There were some really great moments in Kimmy Schmidt where blackness and masculinity were confronted in actual storylines, which is not something I felt like 30 Rock ever truly did well. The only time I seriously felt uncomfortable as a black viewer was the opening, with the Antoine Dodson-esque character singing the theme song. But then I got over it, because the song is catchy, so I don't know if I became comfortable with it or was just Stockholmed into liking it.
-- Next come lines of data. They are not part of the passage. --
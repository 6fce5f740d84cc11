//! Linear kinematic chain
//!
//! Joints are stored root first. The parent of joint `i` is joint `i - 1`;
//! the root has no parent and the last joint is the end-effector. World
//! transforms are composed from the root on every query, so they are never
//! stale after an angle changes.

use std::f64::consts::FRAC_PI_2;

use nalgebra::{Isometry3, Point3};
use serde::{Deserialize, Serialize};

use super::joint::{Joint, JointAxis, JointLimits};
use super::ArticulatedChain;
use crate::error::{MazeArmError, MazeArmResult};

#[derive(Debug, Clone, PartialEq, Serialize, Deserialize)]
pub struct KinematicChain {
    joints: Vec<Joint>,
}

impl KinematicChain {
    pub fn new(joints: Vec<Joint>) -> MazeArmResult<Self> {
        if joints.is_empty() {
            return Err(MazeArmError::EmptyChain);
        }
        for (index, joint) in joints.iter().enumerate() {
            joint.validate(index)?;
        }
        Ok(Self { joints })
    }

    /// Planar arm with one Y-axis joint per link, links laid along local +Z.
    ///
    /// Layout: fixed root, one rotating joint per link length, then the tip.
    /// `planar(&[1.0, 0.8])` is a two-link arm with its shoulder at the origin.
    pub fn planar(link_lengths: &[f64]) -> Self {
        let mut joints = Vec::with_capacity(link_lengths.len() + 2);
        joints.push(Joint::new("root"));
        joints.push(Joint::new("joint_1"));

        for (i, &length) in link_lengths.iter().enumerate() {
            let name = if i + 1 == link_lengths.len() {
                "tip".to_string()
            } else {
                format!("joint_{}", i + 2)
            };
            joints.push(Joint::new(name).with_offset(0.0, 0.0, length));
        }

        Self { joints }
    }

    /// The six-axis desktop arm: a fixed base plus six links, every free
    /// rotation about the local Y axis.
    pub fn six_axis_arm() -> Self {
        let joints = vec![
            Joint::new("base"),
            Joint::new("link1")
                .with_offset(0.0, 0.2, 0.0)
                .with_angle(FRAC_PI_2)
                .with_limits(-180f64.to_radians(), 180f64.to_radians()),
            Joint::new("link2")
                .with_offset(0.0, 0.0, 0.1)
                .with_euler_xyz(FRAC_PI_2, 0.0, 0.0)
                .with_angle(-FRAC_PI_2)
                .with_limits(-270f64.to_radians(), -90f64.to_radians()),
            Joint::new("link3")
                .with_offset(-0.25, 0.0, 0.0)
                .with_limits(-150f64.to_radians(), 150f64.to_radians()),
            Joint::new("link4")
                .with_offset(-0.25, 0.03, 0.0)
                .with_angle(-FRAC_PI_2)
                .with_limits(-260f64.to_radians(), -80f64.to_radians()),
            Joint::new("link5")
                .with_offset(0.0, 0.0, 0.115)
                .with_euler_xyz(FRAC_PI_2, 0.0, 0.0)
                .with_limits(-168f64.to_radians(), 168f64.to_radians()),
            Joint::new("link6")
                .with_offset(0.0, 0.0, -0.085)
                .with_euler_xyz(FRAC_PI_2, 0.0, 0.0)
                .with_limits(-174f64.to_radians(), 174f64.to_radians()),
        ];

        Self { joints }
    }

    pub fn len(&self) -> usize {
        self.joints.len()
    }

    pub fn is_empty(&self) -> bool {
        self.joints.is_empty()
    }

    pub fn joints(&self) -> &[Joint] {
        &self.joints
    }

    pub fn joint(&self, index: usize) -> MazeArmResult<&Joint> {
        self.joints.get(index).ok_or(MazeArmError::JointOutOfRange {
            index,
            len: self.joints.len(),
        })
    }

    pub fn end_effector_index(&self) -> usize {
        self.joints.len() - 1
    }

    pub fn parent(&self, index: usize) -> Option<usize> {
        (index > 0 && index < self.joints.len()).then(|| index - 1)
    }

    /// World transform of joint `index`: root ∘ ... ∘ parent ∘ local
    pub fn world_transform(&self, index: usize) -> MazeArmResult<Isometry3<f64>> {
        self.joint(index)?;
        Ok(self.compose_to(index))
    }

    pub fn world_position(&self, index: usize) -> MazeArmResult<Point3<f64>> {
        Ok(self.world_transform(index)? * Point3::origin())
    }

    pub fn end_effector_position(&self) -> Point3<f64> {
        self.compose_to(self.end_effector_index()) * Point3::origin()
    }

    pub fn angle(&self, index: usize) -> MazeArmResult<f64> {
        Ok(self.joint(index)?.angle)
    }

    pub fn set_angle(&mut self, index: usize, angle: f64) -> MazeArmResult<()> {
        let len = self.joints.len();
        let joint = self
            .joints
            .get_mut(index)
            .ok_or(MazeArmError::JointOutOfRange { index, len })?;
        joint.angle = angle;
        Ok(())
    }

    /// Current free-rotation angles, root first
    pub fn angles(&self) -> Vec<f64> {
        self.joints.iter().map(|joint| joint.angle).collect()
    }

    /// Walk parents up to the root, prepending each ancestor's local transform
    fn compose_to(&self, index: usize) -> Isometry3<f64> {
        let mut world = self.joints[index].local_transform();
        let mut current = index;
        while let Some(parent) = self.parent(current) {
            world = self.joints[parent].local_transform() * world;
            current = parent;
        }
        world
    }
}

impl ArticulatedChain for KinematicChain {
    fn joint_count(&self) -> usize {
        self.joints.len()
    }

    fn world_transform(&self, index: usize) -> Isometry3<f64> {
        self.compose_to(index)
    }

    fn rotation_angle(&self, index: usize) -> f64 {
        self.joints[index].angle
    }

    fn set_rotation_angle(&mut self, index: usize, angle: f64) {
        self.joints[index].angle = angle;
    }

    fn rotation_axis(&self, index: usize) -> JointAxis {
        self.joints[index].axis
    }

    fn rotation_limits(&self, index: usize) -> Option<JointLimits> {
        self.joints[index].limits
    }
}

#[cfg(test)]
mod tests {
    use super::*;
    use approx::assert_relative_eq;
    use std::f64::consts::PI;

    #[test]
    fn test_empty_chain_rejected() {
        assert!(matches!(
            KinematicChain::new(Vec::new()),
            Err(MazeArmError::EmptyChain)
        ));
    }

    #[test]
    fn test_planar_layout() {
        let chain = KinematicChain::planar(&[1.0, 0.8]);
        assert_eq!(chain.len(), 4);
        assert_eq!(chain.end_effector_index(), 3);
        assert_eq!(chain.parent(0), None);
        assert_eq!(chain.parent(3), Some(2));
        assert_eq!(chain.parent(4), None);
        assert_relative_eq!(
            chain.end_effector_position(),
            Point3::new(0.0, 0.0, 1.8),
            epsilon = 1e-12
        );
    }

    #[test]
    fn test_world_transform_composes_ancestors() {
        let mut chain = KinematicChain::planar(&[1.0, 1.0]);
        chain.set_angle(1, PI / 2.0).unwrap();

        // Shoulder turned a quarter: the whole arm now lies along +x
        assert_relative_eq!(
            chain.world_position(2).unwrap(),
            Point3::new(1.0, 0.0, 0.0),
            epsilon = 1e-12
        );

        chain.set_angle(2, -PI / 2.0).unwrap();
        assert_relative_eq!(
            chain.end_effector_position(),
            Point3::new(1.0, 0.0, 1.0),
            epsilon = 1e-12
        );
    }

    #[test]
    fn test_world_transform_is_parent_then_local() {
        let mut chain = KinematicChain::six_axis_arm();
        chain.set_angle(3, 0.4).unwrap();

        for i in 1..chain.len() {
            let parent = chain.parent(i).unwrap();
            let expected =
                chain.world_transform(parent).unwrap() * chain.joints()[i].local_transform();
            assert_relative_eq!(
                chain.world_position(i).unwrap(),
                expected * Point3::origin(),
                epsilon = 1e-12
            );
        }
    }

    #[test]
    fn test_joint_out_of_range() {
        let mut chain = KinematicChain::planar(&[1.0]);
        assert!(matches!(
            chain.set_angle(7, 0.0),
            Err(MazeArmError::JointOutOfRange { index: 7, len: 3 })
        ));
        assert!(chain.world_transform(3).is_err());
    }

    #[test]
    fn test_six_axis_arm_layout() {
        let arm = KinematicChain::six_axis_arm();
        assert_eq!(arm.len(), 7);
        assert!(arm.joints()[0].limits.is_none());
        assert!(arm.joints()[1..].iter().all(|j| j.limits.is_some()));
        assert!(arm.joints().iter().all(|j| j.axis == JointAxis::Y));
        // Shoulder sits 0.2 above the base
        assert_relative_eq!(
            arm.world_position(1).unwrap(),
            Point3::new(0.0, 0.2, 0.0),
            epsilon = 1e-12
        );
    }

    #[test]
    fn test_trait_view_matches_inherent() {
        let chain = KinematicChain::six_axis_arm();
        let view: &dyn ArticulatedChain = &chain;
        assert_eq!(view.joint_count(), chain.len());
        assert_relative_eq!(
            view.world_position(6),
            chain.end_effector_position(),
            epsilon = 1e-12
        );
    }
}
It's one of those weird cultural things where black people doing something funny becomes humorous to a large group of white people (Antoine Dodson of "The Bed Intruder" viral video fame), but as a black person, you don't feel like they're laughing at it the way you are.
AHP: Yes! And I think that because one of the main characters on Kimmy Schmidt is a black gay (rural) male, and the narrative does something nuanced with his negotiation of the world, many people have ignored the more egregious treatment of Asian and Native American characters.
IM3: I agree. For as much fun as I found Tituss, I was IMMEDIATELY like WTF when Dong showed up on the screen. It felt like more of the same stereotype as a joke that 30 Rock often did poorly, and Dong contrasted with Tituss, who was actually dealing with real issues like having to act straight to get acting roles or being a black man in a gentrifying city. Dong, on the other hand, felt like the brother of 2 Broke Girls' Han Lee.